On a voulu expliquer le sentiment si tenace du substratum des choses en invoquant une incompatibilité d’essence entre le fait, manifestation du monde réel, et l’idée, manifestation du monde transcendant[1].

Empruntée à la vieille langue métaphysique, cette formule paraît aujourd’hui obscure et creuse. Essayons donc avant tout de l’exprimer en un langage plus clair ou, du moins, plus conforme aux conceptions scientifiques régnantes.

Il s’agirait d’une manière d’abîme qui sépare des choses elles-mêmes nos idées des choses. Or celles-ci sont conçues par la psychophysique moderne comme des systèmes de mouvements qui se développent en certains centres cérébraux, et les premières se définissent comme des systèmes mécaniques qui se produisent hors de ces centres, en des milieux distincts. Nous pouvons dire, par conséquent, que l’idée de substratum surgit en notre esprit et s’y fortifie selon la mesure exacte dans laquelle y surgit et s’y fortifie l’idée d’une différence spécifique entre ces deux variétés d’un même genre. En d’autres termes encore, l’incompatibilité invoquée entre le fait et l’idée, le réel et le transcendant, se ramène naturellement à l’archivieille séparation du « moi » et du « non-moi ».

Cette distinction classique conservera toujours une grande importance dans la vaste sphère des besoins pratiques et des notions que en dérivent. Mais en dehors de ces limites elle se montre dénuée de toute valeur intrinsèque. On s’en convainc aisément en recourant aux procédés de traduction scientifique employés plus haut.
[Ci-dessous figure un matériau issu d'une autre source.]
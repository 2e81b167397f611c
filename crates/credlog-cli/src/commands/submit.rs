//! Submit command: append one event to a topic

use anyhow::{anyhow, Context, Result};
use credlog::prelude::*;
use serde_json::{json, Value};

pub async fn execute(
    registry: &Registry,
    kind: &str,
    data: &str,
    topic: Option<TopicId>,
    institution: Option<&str>,
) -> Result<()> {
    let receipt = submit(registry, kind, data, topic, institution).await?;
    println!(
        "✓ Submitted {} to {} (sequence {}, consensus {})",
        kind.to_ascii_uppercase(),
        receipt.topic_id,
        receipt.sequence_number,
        receipt.consensus_timestamp
    );
    Ok(())
}

async fn submit(
    registry: &Registry,
    kind: &str,
    data: &str,
    topic: Option<TopicId>,
    institution: Option<&str>,
) -> Result<SubmitReceipt> {
    let kind = EventKind::from_wire(&kind.to_ascii_uppercase())
        .ok_or_else(|| anyhow!("Unknown event kind: {kind}"))?;
    let data: Value = serde_json::from_str(data).context("--data is not valid JSON")?;

    let event: LedgerEvent = serde_json::from_value(json!({ "type": kind.as_str(), "data": data }))
        .with_context(|| format!("--data is not a valid {kind} payload"))?;
    if event.subject_key().is_none() {
        anyhow::bail!("{kind} payload has no key (did, id or formId)");
    }

    let topic = match topic {
        Some(topic) => topic,
        None => default_topic(registry, &event, institution).await?,
    };
    tracing::debug!(kind = %kind, topic = %topic, "Submitting event");

    registry
        .submit_event(&topic, &event)
        .await
        .context("Failed to submit event")
}

/// Topic the registry itself would use for `event`
async fn default_topic(
    registry: &Registry,
    event: &LedgerEvent,
    institution: Option<&str>,
) -> Result<TopicId> {
    let topics = &registry.config().topics;
    let institution_did = match event {
        LedgerEvent::InstitutionRegistration(_) | LedgerEvent::InstitutionUpdate(_) => {
            return Ok(topics.institution_topic)
        }
        LedgerEvent::Submission(_) => return Ok(topics.submission_topic()),
        LedgerEvent::FormCreation(form) => institution.unwrap_or(&form.institution_did),
        LedgerEvent::FormUpdate(_) | LedgerEvent::FormDeletion(_) => institution.ok_or_else(|| {
            anyhow!("{} needs --institution or --topic to find the form's topic", event.kind())
        })?,
    };

    registry
        .forms_topic(institution_did)
        .await
        .with_context(|| format!("Failed to resolve the forms topic of {institution_did}"))
}
//! Optional metrics instrumentation for credlog.
//!
//! When the `observe` feature is enabled, reads, decodes, projections and
//! submissions emit counters and histograms via the [`metrics`] crate. A
//! downstream application must install a metrics recorder to collect them.
//!
//! When the feature is **not** enabled every function in this module is a
//! zero-cost no-op.

/// Record one page fetch.
///
/// - `credlog.reader.pages_total` – counter
/// - `credlog.reader.messages_total` – counter
/// - `credlog.reader.page_duration_seconds` – histogram
#[inline]
pub fn record_page_fetch(duration: std::time::Duration, messages: usize) {
    #[cfg(feature = "observe")]
    {
        metrics::counter!("credlog.reader.pages_total").increment(1);
        metrics::counter!("credlog.reader.messages_total").increment(messages as u64);
        metrics::histogram!("credlog.reader.page_duration_seconds")
            .record(duration.as_secs_f64());
    }
    #[cfg(not(feature = "observe"))]
    {
        let _ = (duration, messages);
    }
}

/// Record a skipped topic entry.
///
/// - `credlog.decoder.skipped_total` – counter with `reason` label
#[inline]
pub fn record_decode_skip(reason: &'static str) {
    #[cfg(feature = "observe")]
    {
        metrics::counter!("credlog.decoder.skipped_total", "reason" => reason).increment(1);
    }
    #[cfg(not(feature = "observe"))]
    {
        let _ = reason;
    }
}

/// Record a projection fold.
///
/// - `credlog.projector.runs_total` – counter
/// - `credlog.projector.events_total` – counter
/// - `credlog.projector.run_duration_seconds` – histogram
#[inline]
pub fn record_projection(duration: std::time::Duration, events: usize) {
    #[cfg(feature = "observe")]
    {
        metrics::counter!("credlog.projector.runs_total").increment(1);
        metrics::counter!("credlog.projector.events_total").increment(events as u64);
        metrics::histogram!("credlog.projector.run_duration_seconds")
            .record(duration.as_secs_f64());
    }
    #[cfg(not(feature = "observe"))]
    {
        let _ = (duration, events);
    }
}

/// Record an event submission.
///
/// - `credlog.submit.total` – counter with `outcome` label
#[inline]
pub fn record_submit(success: bool) {
    #[cfg(feature = "observe")]
    {
        let outcome = if success { "ok" } else { "fail" };
        metrics::counter!("credlog.submit.total", "outcome" => outcome).increment(1);
    }
    #[cfg(not(feature = "observe"))]
    {
        let _ = success;
    }
}

/// Record the outcome of a visibility wait.
///
/// - `credlog.visibility.waits_total` – counter with `outcome` label
/// - `credlog.visibility.wait_duration_seconds` – histogram
#[inline]
pub fn record_visibility_wait(duration: std::time::Duration, visible: bool) {
    #[cfg(feature = "observe")]
    {
        let outcome = if visible { "visible" } else { "not_yet_visible" };
        metrics::counter!("credlog.visibility.waits_total", "outcome" => outcome).increment(1);
        metrics::histogram!("credlog.visibility.wait_duration_seconds")
            .record(duration.as_secs_f64());
    }
    #[cfg(not(feature = "observe"))]
    {
        let _ = (duration, visible);
    }
}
En effet, ce qu’on appelle le « non-moi » se compose essentiellement de la nature extérieure, y compris notre organisme lui-même. Ce sont des systèmes de mouvements très compliqués qui se transmettent aux noyaux gris ou corps opto-striés des régions centrales du cerveau. Ici, ces mouvements déterminent de nouveaux mouvements dont la psycho physique moderne désigne l’ensemble sous le nom « d’idéation inconsciente ». Mais le mouvement transmis ou intérieur, le mouvement circonscrit par les limites étroites de la substance grise des couches optiques et des corps striés, tend sans cesse à redevenir le mouvement initial ou extérieur. Il engendre ce qu’on

  1. Voy., entre autres, Girard Philosophie scientifique, p. 227 et suivantes.